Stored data
● ● ●
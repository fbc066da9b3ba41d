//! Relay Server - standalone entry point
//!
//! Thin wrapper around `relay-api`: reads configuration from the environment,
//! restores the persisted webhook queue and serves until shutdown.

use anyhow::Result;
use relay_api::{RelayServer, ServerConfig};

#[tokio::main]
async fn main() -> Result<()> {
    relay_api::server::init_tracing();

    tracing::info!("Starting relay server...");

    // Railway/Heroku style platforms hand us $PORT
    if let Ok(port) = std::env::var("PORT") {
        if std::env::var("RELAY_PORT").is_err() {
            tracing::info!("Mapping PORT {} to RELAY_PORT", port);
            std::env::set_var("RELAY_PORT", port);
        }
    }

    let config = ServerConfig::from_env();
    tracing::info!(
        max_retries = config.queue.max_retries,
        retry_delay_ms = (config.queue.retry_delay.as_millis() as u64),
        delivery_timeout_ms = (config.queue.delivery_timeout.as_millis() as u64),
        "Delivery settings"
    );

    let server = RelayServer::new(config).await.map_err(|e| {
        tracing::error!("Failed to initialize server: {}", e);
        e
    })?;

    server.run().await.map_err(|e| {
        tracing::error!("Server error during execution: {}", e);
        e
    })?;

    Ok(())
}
● ● ●
▸ **Goal of the exercise**
Would you please copy out every line of the data exactly?

▸ **Your solution**
repository fbc066da9b3ba41d
//! Relay Server - standalone entry point
//!
//! Thin wrapper around `relay-api`: reads configuration from the environment,
//! restores the persisted webhook queue and serves until shutdown.

use anyhow::Result;
use relay_api::{RelayServer, ServerConfig};

#[tokio::main]
async fn main() -> Result<()> {
    relay_api::server::init_tracing();

    tracing::info!("Starting relay server...");

    // Railway/Heroku style platforms hand us $PORT
    if let Ok(port) = std::env::var("PORT") {
        if std::env::var("RELAY_PORT").is_err() {
            tracing::info!("Mapping PORT {} to RELAY_PORT", port);
            std::env::set_var("RELAY_PORT", port);
        }
    }

    let config = ServerConfig::from_env();
    tracing::info!(
        max_retries = config.queue.max_retries,
        retry_delay_ms = (config.queue.retry_delay.as_millis() as u64),
        delivery_timeout_ms = (config.queue.delivery_timeout.as_millis() as u64),
        "Delivery settings"
    );

    let server = RelayServer::new(config).await.map_err(|e| {
        tracing::error!("Failed to initialize server: {}", e);
        e
    })?;

    server.run().await.map_err(|e| {
        tracing::error!("Server error during execution: {}", e);
        e
    })?;

    Ok(())
}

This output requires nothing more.